4. Develop empathy with your prospects and build rapport. So shine the light on your products and services and what they will do for your customers – not on yourself and what your customers might do for you! Most prospects actively dislike egocentric/egotistical sales people, especially those who don’t listen or don’t answer their questions.
5. Hold back on your proposal(s) until you have heard their full story. And then pause. Too prompt a response to any problem/opportunity may sound glib, ill-considered or pre-packaged.
6. Use customer references, but carefully. Great references from other satisfied customers can be wonderful, but your favourite clients may not actually be admired by your prospect for reasons you may never know of. Worse, your prospect may suspect that if you will talk so freely about your other customers’ details, you may be indiscreet in telling others about theirs! So keep your other customers’ details anonymous unless you have their permission to mention them by name.
7. Sell your price! Never be ‘modest’ about your price, but support it and ‘sell’ it with the benefits you offer. Any early suggestion that your price is negotiable, tentative or even in the wrong ball-park will only suggest it may be aspirational and that you don’t believe in it. And then, why should your customer?
8. Never duck an objection. Rather, see customer-objections as potential buying signals, which they often will be, and welcome them! And remember? – an un-resolved objection will always remain an objection. So consider making a habit of the using the following 5-step process?
a) clarify the real objection ;
b) repeat the objection back in your own words, to show you have properly understood it;
c) then pause — don’t pounce! However often you may have heard the specific objection before, don’t let your prospect feel that your response is not going to value their point of view.

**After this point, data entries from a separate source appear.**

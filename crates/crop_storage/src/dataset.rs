use crop_core::{Artifact, ArtifactStore, Page, PageRequest, Result};
use serde_json::{Map, Number, Value};
use tracing::debug;

/// One dataset row keyed by column name, in file column order.
pub type Record = Map<String, Value>;

/// Inferred over the whole column, so whole numbers stay integers unless any
/// cell in the column is fractional.
#[derive(Debug, Clone, Copy, PartialEq, Eq)]
enum ColumnType {
    Integer,
    Float,
    Text,
}

impl ColumnType {
    fn infer<'a>(cells: impl Iterator<Item = &'a str>) -> Self {
        let mut kind = ColumnType::Integer;
        for cell in cells.map(str::trim).filter(|c| !c.is_empty()) {
            if kind == ColumnType::Integer && cell.parse::<i64>().is_ok() {
                continue;
            }
            match cell.parse::<f64>() {
                Ok(v) if v.is_finite() => kind = ColumnType::Float,
                _ => return ColumnType::Text,
            }
        }
        kind
    }

    fn convert(self, cell: &str) -> Value {
        let trimmed = cell.trim();
        if trimmed.is_empty() {
            return Value::Null;
        }
        match self {
            ColumnType::Integer => trimmed
                .parse::<i64>()
                .map(Value::from)
                .unwrap_or_else(|_| Value::String(cell.to_string())),
            ColumnType::Float => trimmed
                .parse::<f64>()
                .ok()
                .and_then(Number::from_f64)
                .map(Value::Number)
                .unwrap_or_else(|| Value::String(cell.to_string())),
            ColumnType::Text => Value::String(cell.to_string()),
        }
    }
}

#[derive(Debug, Clone, PartialEq)]
pub struct Dataset {
    pub columns: Vec<String>,
    pub records: Vec<Record>,
}

impl Dataset {
    pub fn parse(bytes: &[u8]) -> Result<Self> {
        let mut reader = csv::ReaderBuilder::new()
            .has_headers(true)
            .from_reader(bytes);

        let columns: Vec<String> = reader
            .headers()
            .map_err(|e| Artifact::Dataset.error(e))?
            .iter()
            .map(str::to_string)
            .collect();

        let rows = reader
            .records()
            .collect::<std::result::Result<Vec<_>, _>>()
            .map_err(|e| Artifact::Dataset.error(e))?;

        let types: Vec<ColumnType> = (0..columns.len())
            .map(|i| ColumnType::infer(rows.iter().filter_map(|row| row.get(i))))
            .collect();

        let records = rows
            .iter()
            .map(|row| {
                columns
                    .iter()
                    .zip(&types)
                    .zip(row.iter())
                    .map(|((name, kind), cell)| (name.clone(), kind.convert(cell)))
                    .collect::<Record>()
            })
            .collect();

        Ok(Self { columns, records })
    }

    pub async fn load(store: &dyn ArtifactStore) -> Result<Self> {
        let bytes = store.read(Artifact::Dataset).await?;
        let dataset = Self::parse(&bytes)?;
        debug!(
            rows = dataset.records.len(),
            columns = dataset.columns.len(),
            "dataset loaded"
        );
        Ok(dataset)
    }

    pub fn len(&self) -> usize {
        self.records.len()
    }

    pub fn is_empty(&self) -> bool {
        self.records.is_empty()
    }

    pub fn into_page(self, request: PageRequest) -> Page<Record> {
        Page::from_records(request, self.records)
    }
}

/// Reads the dataset and returns one page of it.
pub async fn load_page(store: &dyn ArtifactStore, request: PageRequest) -> Result<Page<Record>> {
    request.validate()?;
    Ok(Dataset::load(store).await?.into_page(request))
}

d) ‘pivot’ the objection into a genuine advantage
e) explore the consequences of your reply and ask for any other objections. .

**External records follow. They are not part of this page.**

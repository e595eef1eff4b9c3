use std::collections::HashMap;
use std::sync::atomic::{AtomicUsize, Ordering};
use async_trait::async_trait;
use crop_core::{Artifact, ArtifactStore, Result};
use tokio::sync::RwLock;

/// Artifact store held in memory, used by tests and embedders.
#[derive(Debug, Default)]
pub struct MemoryStore {
    artifacts: RwLock<HashMap<Artifact, Vec<u8>>>,
    reads: AtomicUsize,
}

impl MemoryStore {
    pub fn new() -> Self {
        Self::default()
    }

    pub async fn insert(&self, artifact: Artifact, contents: impl Into<Vec<u8>>) {
        self.artifacts.write().await.insert(artifact, contents.into());
    }

    pub async fn remove(&self, artifact: Artifact) {
        self.artifacts.write().await.remove(&artifact);
    }

    /// Number of `read` calls served so far, successful or not.
    pub fn reads(&self) -> usize {
        self.reads.load(Ordering::SeqCst)
    }
}

#[async_trait]
impl ArtifactStore for MemoryStore {
    async fn read(&self, artifact: Artifact) -> Result<Vec<u8>> {
        self.reads.fetch_add(1, Ordering::SeqCst);
        self.artifacts
            .read()
            .await
            .get(&artifact)
            .cloned()
            .ok_or_else(|| artifact.error("not found in memory store"))
    }

    fn location(&self, artifact: Artifact) -> String {
        format!("memory://{}", artifact)
    }
}

#[cfg(test)]
mod tests {
    use super::*;
    use crop_core::Error;

    #[tokio::test]
    async fn test_memory_store() {
        let store = MemoryStore::new();
        store.insert(Artifact::Notebook, "{}").await;

        assert_eq!(store.read(Artifact::Notebook).await.unwrap(), b"{}");
        assert!(matches!(
            store.read(Artifact::Model).await,
            Err(Error::ArtifactUnavailable(_))
        ));
        assert_eq!(store.reads(), 2);

        store.remove(Artifact::Notebook).await;
        assert!(matches!(store.read(Artifact::Notebook).await, Err(Error::Read(_))));
    }
}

9. Ask for the order! ‘Closing’ a successful deal is a finely tuned sales skill, and most experienced buyers will probably know as many professional sales closes as you do! Each approach to closing may warrant their own place in your personal armoury, but if you have built a sound rapport you really can’t beat just asking for the order on many occasions, once you have been through the steps above with a genuinely compelling offer.

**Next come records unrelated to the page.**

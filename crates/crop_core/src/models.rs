use std::fmt;
use crate::types::FeatureVector;
use crate::Result;

pub trait Classifier: Send + Sync + fmt::Debug {
    /// Short name of the estimator family, for logs
    fn name(&self) -> &str;

    /// Number of classes the model was trained on
    fn n_classes(&self) -> usize;

    /// Predict one class index per row of `batch`
    fn predict(&self, batch: &[FeatureVector]) -> Result<Vec<usize>>;
}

10. Know when to go! When you have won the order and confirmed the details, congratulate them on their decision by all means, assure them they have chosen wisely of course, but then LEAVE! The longer you stay thereafter, the more time you may give for buyers to change their mind. I see more sales lost this way than any other!
Jeremy is the author of the tips booklet ‘115 Essential Tips on Pricing’ and a frequent public speaker and workshop presenter on business topics to a wide range of organisations internationally.
Disclaimer: Opinions expressed in comments are those of the comment writers alone and does not reflect or represent the views of Victor Duru
2. Practise a powerful introduction. If you don’t believe passionately in your company, its products, and what you can offer, why should anyone else? But don’t present yourself ‘off the cuff’ each time. Know your products really well and develop some really powerful, short introductory phrases that work well for you. Of course your introduction needs to feel spontaneous and authentic — but all great, powerful presentations take a lot of practice to perfect!
3. Ask questions, as these are any sales person’s very best friend. In doing so, allow extravert buyers to talk about themselves by all means, but if they seem rather quiet or retiring, don’t fill the silences for them. Introvert buyers in particular will need time to reflect and consider their answers carefully. While they are doing so, anything else you might say may at best not be ‘heard’ and at worst, will almost certainly make them feel uncomfortable and unnecessarily pressured.
4. Develop empathy with your prospects and build rapport. So shine the light on your products and services and what they will do for your customers – not on yourself and what your customers might do for you! Most prospects actively dislike egocentric/egotistical sales people, especially those who don’t listen or don’t answer their questions.
5. Hold back on your proposal(s) until you have heard their full story. And then pause. Too prompt a response to any problem/opportunity may sound glib, ill-considered or pre-packaged.
6. Use customer references, but carefully. Great references from other satisfied customers can be wonderful, but your favourite clients may not actually be admired by your prospect for reasons you may never know of. Worse, your prospect may suspect that if you will talk so freely about your other customers’ details, you may be indiscreet in telling others about theirs! So keep your other customers’ details anonymous unless you have their permission to mention them by name.
7. Sell your price! Never be ‘modest’ about your price, but support it and ‘sell’ it with the benefits you offer. Any early suggestion that your price is negotiable, tentative or even in the wrong ball-park will only suggest it may be aspirational and that you don’t believe in it. And then, why should your customer?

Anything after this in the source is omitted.